(Records drawn from a dataset)
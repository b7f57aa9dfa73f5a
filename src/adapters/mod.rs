//! Concrete adapter implementations for ports.

pub mod cache_adapter;
pub mod csv_adapter;
pub mod file_config_adapter;
pub mod html_chart_adapter;
pub mod json_chart_adapter;
pub mod output;
pub mod plotly_figure;
#[cfg(feature = "sqlite")]
pub mod sqlite_adapter;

▶ **Work to be completed**: Give back the whole of the data above, exactly as written.

▶ **Written answer**:
repository b7f57aa9dfa73f5a
filename src/adapters/mod.rs
//! Concrete adapter implementations for ports.

pub mod cache_adapter;
pub mod csv_adapter;
pub mod file_config_adapter;
pub mod html_chart_adapter;
pub mod json_chart_adapter;
pub mod output;
pub mod plotly_figure;
#[cfg(feature = "sqlite")]
pub mod sqlite_adapter;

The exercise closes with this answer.